Dépose non autorisée d’une fresque : risque maximal

Notez ce point juridique

L’acquisition d’un immeuble intégrant une oeuvre (fresque murale) y compris en présence d’amiante n’autorise aucune dépose de l’oeuvre sous peine d’une condamnation pour atteinte au droit moral de l’auteur. La dépose totale de la fresque Innocent Printemps (Faculté de Médecine) a engagé la responsabilité du maître d’oeuvre.

Il ressort des éléments produits aux débats que la présence d’amiante est établie. Toutefois, l’unique rapport technique, établi de manière non contradictoire au demeurant, ne mentionne pas le taux d’amiante présent, qui s’il était supérieur aux normes en vigueur pourrait justifier le retrait de la fresque (à savoir 5 fibres / L dans l’air). De plus, la présence d’amiante ne constitue un danger pour la santé dès lors qu’elle forme un nuage de poussière pouvant être inhalé. Par ailleurs, en la matière des mesures techniques de confinement de l’amiante sont possibles. Aucun des éléments produits au débat ne permet de démontrer la nécessité du retrait de la fresque.

Aux termes de l’article L121-1 du code de la propriété intellectuelle l’auteur jouit du droit au respect de son nom, de sa qualité et de son oeuvre.

La fresque devait donc être déposée et déplacée pour être reposée dans le passage entre la galerie d’art, en violet et le logement, ce qui permet de constater qu’il était possible de conserver les carreaux de céramiques.

Pour rappel, le droit moral est attaché à sa personne. Il est perpétuel, inaliénable et imprescriptible. Il est transmissible à cause de mort aux héritiers de l’auteur. Il incombe à l’auteur d’établir l’existence de l’atteinte portée à ses droits, dont il demande la réparation.

Il ne peut être contesté qu’une fresque est une oeuvre incorporée à son support et que son auteur ne peut ignorer cette particularité ; sauf preuve d’une possibilité technique de dissociation, il en résulte que la destruction du support entraîne irrévocablement la destruction de l’oeuvre elle-même.

Il s’en déduit qu’il ne peut être imposer une intangibilité absolue de ll’oeuvre à laquelle le propriétaire de l’immeuble est en droit d’apporter des modifications lorsque celles-ci sont nécessaires et répondent à des besoins nouveaux.

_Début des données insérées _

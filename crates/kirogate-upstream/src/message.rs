//! Protocol-neutral message model.
//!
//! Both wire adapters (OpenAI and Anthropic Messages) lower their requests
//! into these types; the normaliser only ever sees this shape.

use serde_json::Value;

#[derive(Debug, Clone, PartialEq, Eq)]
pub enum Role {
    User,
    Assistant,
    System,
    Tool,
    Other(String),
}

impl Role {
    pub fn as_str(&self) -> &str {
        match self {
            Role::User => "user",
            Role::Assistant => "assistant",
            Role::System => "system",
            Role::Tool => "tool",
            Role::Other(name) => name,
        }
    }

    pub fn from_wire(raw: &str) -> Self {
        match raw {
            "user" => Role::User,
            "assistant" => Role::Assistant,
            "system" => Role::System,
            "tool" => Role::Tool,
            other => Role::Other(other.to_string()),
        }
    }
}

/// Message content: plain text or a list of typed blocks.
#[derive(Debug, Clone, PartialEq)]
pub enum Content {
    Text(String),
    Blocks(Vec<Block>),
}

#[derive(Debug, Clone, PartialEq)]
pub enum Block {
    Text {
        text: String,
    },
    Image {
        media_type: String,
        data: String,
    },
    ToolUse {
        id: String,
        name: String,
        input: Value,
    },
    ToolResult {
        tool_use_id: String,
        content: String,
    },
}

/// Inline image riding on a user message.
#[derive(Debug, Clone, PartialEq, Eq)]
pub struct ImageData {
    /// Full media type, e.g. `image/png`.
    pub media_type: String,
    /// Base64 payload, possibly still carrying a data-URL prefix.
    pub data: String,
}

/// Structured tool invocation on an assistant message (OpenAI shape:
/// arguments is a JSON-encoded string).
#[derive(Debug, Clone, PartialEq, Eq)]
pub struct ToolCall {
    pub id: String,
    pub name: String,
    pub arguments: String,
}

/// Tool return value on a user message.
#[derive(Debug, Clone, PartialEq, Eq)]
pub struct ToolResult {
    pub tool_use_id: String,
    pub content: String,
}

#[derive(Debug, Clone, PartialEq)]
pub struct UnifiedMessage {
    pub role: Role,
    pub content: Option<Content>,
    pub tool_calls: Option<Vec<ToolCall>>,
    pub tool_results: Option<Vec<ToolResult>>,
    pub images: Option<Vec<ImageData>>,
}

impl UnifiedMessage {
    pub fn new(role: Role) -> Self {
        Self {
            role,
            content: None,
            tool_calls: None,
            tool_results: None,
            images: None,
        }
    }

    pub fn user(text: impl Into<String>) -> Self {
        Self {
            content: Some(Content::Text(text.into())),
            ..Self::new(Role::User)
        }
    }

    pub fn assistant(text: impl Into<String>) -> Self {
        Self {
            content: Some(Content::Text(text.into())),
            ..Self::new(Role::Assistant)
        }
    }

    /// Total fold of the content variant into plain text.
    pub fn text(&self) -> String {
        extract_text(self.content.as_ref())
    }
}

/// Plain text carried by a content value; block lists contribute their text
/// blocks joined by newlines. Absent content folds to the empty string.
pub fn extract_text(content: Option<&Content>) -> String {
    match content {
        None => String::new(),
        Some(Content::Text(text)) => text.clone(),
        Some(Content::Blocks(blocks)) => blocks
            .iter()
            .filter_map(|b| match b {
                Block::Text { text } => Some(text.as_str()),
                _ => None,
            })
            .collect::<Vec<_>>()
            .join("\n"),
    }
}

/// Human-readable rendering of structured tool calls, used when tool
/// content must be flattened into plain text.
pub fn tool_calls_to_text(calls: &[ToolCall]) -> String {
    calls
        .iter()
        .map(|c| format!("[Tool Call ({}): {}({})]", c.id, c.name, c.arguments))
        .collect::<Vec<_>>()
        .join("\n")
}

/// Human-readable rendering of tool results.
pub fn tool_results_to_text(results: &[ToolResult]) -> String {
    results
        .iter()
        .map(|r| format!("[Tool Result ({})]\n{}", r.tool_use_id, r.content))
        .collect::<Vec<_>>()
        .join("\n\n")
}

L’équilibre entre les prérogatives de l’auteur et celles du propriétaires imposent que ces modifications n’excèdent pas ce qui est strictement nécessaire et ne soient pas disproportionné au but poursuivi.

Concernant l’originalité de la fresque, il est établi que celle-ci a été faite à partir de dessins d’enfant, néanmoins, ces dessins n’étaient qu’un premier support afin de créé la fresque finale, de sorte que l’intervention des enfants est inopérant dans l’analyse du caractère original de cette dernière.

Les travaux préparatoires permettent d’établir que la fresque est empreinte de leur personnalité et de leurs choix libres et créatifs, en effet ils avaient une volonté de créer une scénographie imagée par le monde minéral et des expéditions polaires, qui se traduit par la présence de divers animaux marins plus ou moins réalistes, représentés de manière enfantine créant un lien avec le support initial, ceux-ci étant de couleurs et tailles diverses.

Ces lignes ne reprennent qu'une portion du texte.